**EXERCISE OBJECTIVE**
What you return should be the lines from the first line of the records below through the line holding "without modifying pages", unchanged.

Saved entries:
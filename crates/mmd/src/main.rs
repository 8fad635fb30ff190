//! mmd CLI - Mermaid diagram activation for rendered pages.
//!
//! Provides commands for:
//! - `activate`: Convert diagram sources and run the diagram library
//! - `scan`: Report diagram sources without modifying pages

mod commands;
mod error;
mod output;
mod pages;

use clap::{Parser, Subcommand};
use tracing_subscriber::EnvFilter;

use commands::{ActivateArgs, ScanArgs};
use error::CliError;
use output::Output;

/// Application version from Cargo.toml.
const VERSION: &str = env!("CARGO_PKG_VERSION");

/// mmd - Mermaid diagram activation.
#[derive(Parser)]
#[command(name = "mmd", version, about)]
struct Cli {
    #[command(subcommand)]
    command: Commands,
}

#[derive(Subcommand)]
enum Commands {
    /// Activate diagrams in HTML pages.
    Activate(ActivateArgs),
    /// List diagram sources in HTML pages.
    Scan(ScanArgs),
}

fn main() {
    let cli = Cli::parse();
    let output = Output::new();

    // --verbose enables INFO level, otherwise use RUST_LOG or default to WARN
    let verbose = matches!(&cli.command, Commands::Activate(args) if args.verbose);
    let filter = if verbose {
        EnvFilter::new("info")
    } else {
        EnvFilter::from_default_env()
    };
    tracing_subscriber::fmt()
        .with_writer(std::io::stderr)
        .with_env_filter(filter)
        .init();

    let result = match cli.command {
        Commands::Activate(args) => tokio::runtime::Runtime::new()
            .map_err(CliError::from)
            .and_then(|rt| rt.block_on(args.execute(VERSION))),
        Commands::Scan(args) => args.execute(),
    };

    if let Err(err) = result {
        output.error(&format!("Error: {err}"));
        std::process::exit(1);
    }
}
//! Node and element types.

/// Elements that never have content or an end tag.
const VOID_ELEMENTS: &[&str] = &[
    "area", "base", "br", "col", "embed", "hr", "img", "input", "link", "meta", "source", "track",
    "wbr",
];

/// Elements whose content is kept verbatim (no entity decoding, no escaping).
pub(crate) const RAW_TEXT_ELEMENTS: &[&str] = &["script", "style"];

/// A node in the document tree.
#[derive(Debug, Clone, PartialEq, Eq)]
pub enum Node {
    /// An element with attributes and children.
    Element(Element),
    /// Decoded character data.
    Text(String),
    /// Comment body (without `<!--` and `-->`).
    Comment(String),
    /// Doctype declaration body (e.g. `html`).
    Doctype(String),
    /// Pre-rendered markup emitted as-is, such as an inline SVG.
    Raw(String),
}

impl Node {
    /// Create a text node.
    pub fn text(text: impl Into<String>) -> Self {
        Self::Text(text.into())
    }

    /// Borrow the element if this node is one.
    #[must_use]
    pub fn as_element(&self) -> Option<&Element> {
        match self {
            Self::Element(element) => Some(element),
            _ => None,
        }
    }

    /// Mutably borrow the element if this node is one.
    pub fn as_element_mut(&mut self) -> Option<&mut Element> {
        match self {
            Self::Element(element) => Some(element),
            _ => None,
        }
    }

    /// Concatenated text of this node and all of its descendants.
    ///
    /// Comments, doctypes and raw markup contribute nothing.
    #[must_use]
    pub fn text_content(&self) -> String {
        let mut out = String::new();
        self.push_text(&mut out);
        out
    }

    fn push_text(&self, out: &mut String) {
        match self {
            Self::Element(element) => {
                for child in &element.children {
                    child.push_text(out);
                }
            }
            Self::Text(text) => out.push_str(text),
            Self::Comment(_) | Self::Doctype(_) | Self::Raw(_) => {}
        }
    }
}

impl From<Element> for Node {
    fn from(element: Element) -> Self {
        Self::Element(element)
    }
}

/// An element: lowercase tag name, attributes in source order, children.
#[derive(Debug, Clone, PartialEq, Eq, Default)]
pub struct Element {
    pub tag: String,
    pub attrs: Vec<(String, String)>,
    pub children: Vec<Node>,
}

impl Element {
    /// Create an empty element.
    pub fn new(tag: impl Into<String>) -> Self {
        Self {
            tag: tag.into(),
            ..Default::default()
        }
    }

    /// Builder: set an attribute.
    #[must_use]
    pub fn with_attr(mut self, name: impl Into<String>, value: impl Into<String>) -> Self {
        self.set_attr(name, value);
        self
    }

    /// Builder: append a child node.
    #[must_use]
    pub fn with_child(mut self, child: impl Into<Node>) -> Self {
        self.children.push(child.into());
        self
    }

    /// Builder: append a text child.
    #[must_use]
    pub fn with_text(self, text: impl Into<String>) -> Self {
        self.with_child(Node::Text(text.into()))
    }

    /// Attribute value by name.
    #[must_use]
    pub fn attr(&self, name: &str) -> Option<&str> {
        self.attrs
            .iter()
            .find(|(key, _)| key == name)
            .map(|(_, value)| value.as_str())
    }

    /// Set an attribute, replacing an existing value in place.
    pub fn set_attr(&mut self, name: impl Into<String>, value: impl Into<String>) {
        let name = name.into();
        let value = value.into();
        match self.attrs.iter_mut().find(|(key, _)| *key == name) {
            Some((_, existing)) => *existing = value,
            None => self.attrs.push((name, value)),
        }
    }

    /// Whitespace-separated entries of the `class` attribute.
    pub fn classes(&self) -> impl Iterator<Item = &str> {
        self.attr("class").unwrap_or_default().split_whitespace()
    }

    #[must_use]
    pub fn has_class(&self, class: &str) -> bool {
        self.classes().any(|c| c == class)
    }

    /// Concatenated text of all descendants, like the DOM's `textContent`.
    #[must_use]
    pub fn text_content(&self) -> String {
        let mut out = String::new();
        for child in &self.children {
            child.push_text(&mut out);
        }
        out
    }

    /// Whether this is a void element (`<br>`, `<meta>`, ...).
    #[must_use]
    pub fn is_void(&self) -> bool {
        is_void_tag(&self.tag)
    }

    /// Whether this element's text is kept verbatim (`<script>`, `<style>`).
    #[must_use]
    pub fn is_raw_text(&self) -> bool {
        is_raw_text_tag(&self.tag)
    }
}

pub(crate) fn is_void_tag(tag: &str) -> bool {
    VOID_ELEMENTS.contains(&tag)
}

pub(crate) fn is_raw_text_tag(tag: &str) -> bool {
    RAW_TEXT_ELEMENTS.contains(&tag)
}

**TASK ANSWER**
filename crates/mmd/src/main.rs
repository 8fad635fb30ff190
//! mmd CLI - Mermaid diagram activation for rendered pages.
//!
//! Provides commands for:
//! - `activate`: Convert diagram sources and run the diagram library
//! - `scan`: Report diagram sources without modifying pages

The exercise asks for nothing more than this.